RailsConf 2024 highlights

Two months ago we laughed, learned, and ate Detroit style pizza together at the penultimate RailsConf. As always, the thoughtbotters in attendance enjoyed our time connecting with the Rails community and sharing what we know. As a fully remote company, it is also a unique opportunity for us to spend time with each other in person to catch up and, when the mood strikes, juggle.

Most importantly, we left inspired to continue to make noise about what we’ve held to be true for the past 20 years: Ruby on Rails is the best, most robust framework for building great products, and it’s supported by one of the best tech communities.

thoughtbot team at Railsconf

Gearing up to the conference I told you what we had planned. Let’s see how it went!

thoughtbot talks at RailsConf 2024

So writing tests feels painful. What now? Presented by Stephanie Minn, Developer and co-host of The Bike Shed. Stephanie will not only sell you on how quality testing will improve your life but also the new app concept Petreon where you can give her dog treats. It’ll make sense when you watch!

Dungeons & Dragons & Rails presented by Joël Quenneville, Principal Developer and co-host of The Bike Shed. Come for Joël’s impeccable Glittersense gnome impersonation, stay for Hotwire guidance through the whimsical lens of D&D. Joël talks are always a must-see!

Glimpses of Humanity: My Game-Building AI Pair presented by Louis Antonopoulos, Development Team Lead. Introduced by fellow thoughtbotter and esteemed RailsConf organizer Aji Slater, this talk may just debunk some of your AI fears. Embrace communication and empathy and give this talk a listen.

From RSpec to Jest: JavaScript testing for Rails devs presented by Stefanni Brasil, Senior Developer. Hard to believe it, but this will be marked as Stefanni’s historic first time presenting in the main agenda. Learn how to transfer your Rails testing skills to the Javascript world.

Open source pairing on Hack Day

The Hack Day pair-with-thoughtbot concept driven by Aji was a great success.

As Stefanni Brasil highlighted:

At thoughtbot, we started running a monthly Maintainers sync and we have a document listing what kind of help folks need in our Open Source projects. So I just pulled out that doc and people could choose what they wanted to help with:

This strategy was so successful that we decided to make that document public. You can find out items from the list and learn more about how to contribute to Open Source with us here.

We enjoyed working alongside developers, some of whom were making their first open source contributions. One such developer ended up giving a lightning talk about his experience pairing on capybara accessibility audit gem and gave thoughtbot’s Sean Doyle a shoutout:

Lightning talk featuring thoughtbot's Sean Doyle

Sponsoring and attending the Women and Non-binary Ruby dinner

We were proud co-sponsors of the wnb.rb dinner. WNB.rb is a virtual community for women and non-binary Rubyists. They host meetups, interview prep groups, book clubs, CFP working groups and more.
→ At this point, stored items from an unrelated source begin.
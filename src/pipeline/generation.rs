use super::prompt::ComposedPrompt;
use crate::llm::Provider;
use std::sync::Arc;
use tokio::task::JoinHandle;

#[derive(Debug, Clone, PartialEq, Eq)]
pub enum GenerationResult {
    Text(String),
    Error(String),
}

/// Aborts the worker if the awaiting request is dropped mid-call.
struct AbortOnDrop<T>(JoinHandle<T>);

impl<T> Drop for AbortOnDrop<T> {
    fn drop(&mut self) {
        self.0.abort();
    }
}

/// Calls the generation model on its own spawned task.
pub struct GenerationInvoker {
    provider: Arc<dyn Provider>,
    model: String,
    temperature: f64,
}

impl GenerationInvoker {
    pub fn new(provider: Arc<dyn Provider>, model: impl Into<String>, temperature: f64) -> Self {
        Self {
            provider,
            model: model.into(),
            temperature,
        }
    }

    /// Never fails: every error, including a worker panic, becomes
    /// [`GenerationResult::Error`].
    pub async fn generate(&self, prompt: &ComposedPrompt) -> GenerationResult {
        let provider = Arc::clone(&self.provider);
        let model = self.model.clone();
        let temperature = self.temperature;
        let prompt = prompt.as_str().to_owned();

        let mut worker = AbortOnDrop(tokio::spawn(async move {
            provider
                .chat_with_system(None, &prompt, &model, temperature)
                .await
        }));

        match (&mut worker.0).await {
            Ok(Ok(text)) => GenerationResult::Text(text),
            Ok(Err(e)) => GenerationResult::Error(format!("{e:#}")),
            Err(join_error) if join_error.is_panic() => {
                GenerationResult::Error("generation worker panicked".into())
            }
            Err(_) => GenerationResult::Error("generation worker was cancelled".into()),
        }
    }
}

#[cfg(test)]
mod tests {
    use super::*;
    use crate::llm::{ProviderMessage, ProviderResponse, ToolSpec};
    use crate::pipeline::{PromptComposer, Request};
    use std::future::Future;
    use std::pin::Pin;

    enum Behaviour {
        Echo,
        Fail,
        Panic,
    }

    struct FakeProvider(Behaviour);

    impl Provider for FakeProvider {
        fn name(&self) -> &str {
            "fake"
        }

        fn chat_with_system<'a>(
            &'a self,
            _system_prompt: Option<&'a str>,
            message: &'a str,
            _model: &'a str,
            _temperature: f64,
        ) -> Pin<Box<dyn Future<Output = anyhow::Result<String>> + Send + 'a>> {
            Box::pin(async move {
                match self.0 {
                    Behaviour::Echo => Ok(format!("echo: {}", message.len())),
                    Behaviour::Fail => anyhow::bail!("quota exceeded"),
                    Behaviour::Panic => panic!("provider bug"),
                }
            })
        }

        fn chat_with_tools<'a>(
            &'a self,
            _system_prompt: Option<&'a str>,
            _messages: &'a [ProviderMessage],
            _tools: &'a [ToolSpec],
            _model: &'a str,
            _temperature: f64,
        ) -> Pin<Box<dyn Future<Output = anyhow::Result<ProviderResponse>> + Send + 'a>> {
            Box::pin(async { anyhow::bail!("not used") })
        }
    }

    fn prompt() -> ComposedPrompt {
        PromptComposer::new("sys").compose(&Request::new("hi").unwrap(), &[])
    }

    async fn generate_with(behaviour: Behaviour) -> GenerationResult {
        GenerationInvoker::new(Arc::new(FakeProvider(behaviour)), "m", 0.2)
            .generate(&prompt())
            .await
    }

    #[tokio::test]
    async fn returns_provider_text() {
        let expected = format!("echo: {}", prompt().as_str().len());
        assert_eq!(
            generate_with(Behaviour::Echo).await,
            GenerationResult::Text(expected)
        );
    }

    #[tokio::test]
    async fn provider_error_becomes_error_variant() {
        assert_eq!(
            generate_with(Behaviour::Fail).await,
            GenerationResult::Error("quota exceeded".into())
        );
    }

    #[tokio::test]
    async fn worker_panic_becomes_error_variant() {
        assert_eq!(
            generate_with(Behaviour::Panic).await,
            GenerationResult::Error("generation worker panicked".into())
        );
    }
}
The dinner provided a wonderful space for this community to come together and connect.

Folks socialize around the wnb.rb meet up at Railsconf

thoughtbot table top card welcoming folks to the wnb.rb dinner.

Superglue is talk of the town

There has been a lot of excitement in the Rails community about thoughtbot’s Superglue project and this held true at RailsConf. A lot of companies with Rails + React stacks are reaching for Superglue for ease of maintaining their code and there was a lot of discussion in the conference hallways. Superglue even got a shoutout in the keynote on the topic of projects with a lot of commercial potential. Stay tuned for more Superglue updates from founder Johny Ho and other key contributors!

Preparing to bid RailsConf farewell

This year the organizers announced that 2025 will be the last RailsConf and it makes us a bit nostalgic.

Our team has been going since the beginning. In 2008, a large contingent of the early thoughtbot team, including founder and CEO Chad Pytel, attended and distributed funny shirts your friends won’t understand. Chad gave the talk “Advanced Active Record Techniques: Best Practice Refactoring”. It was the first of many talks he and other thoughtbot alum would give at the conference over the last 16 years.

Thank you to the organizers that made this and every year a flame under the cauldron that is this community we love.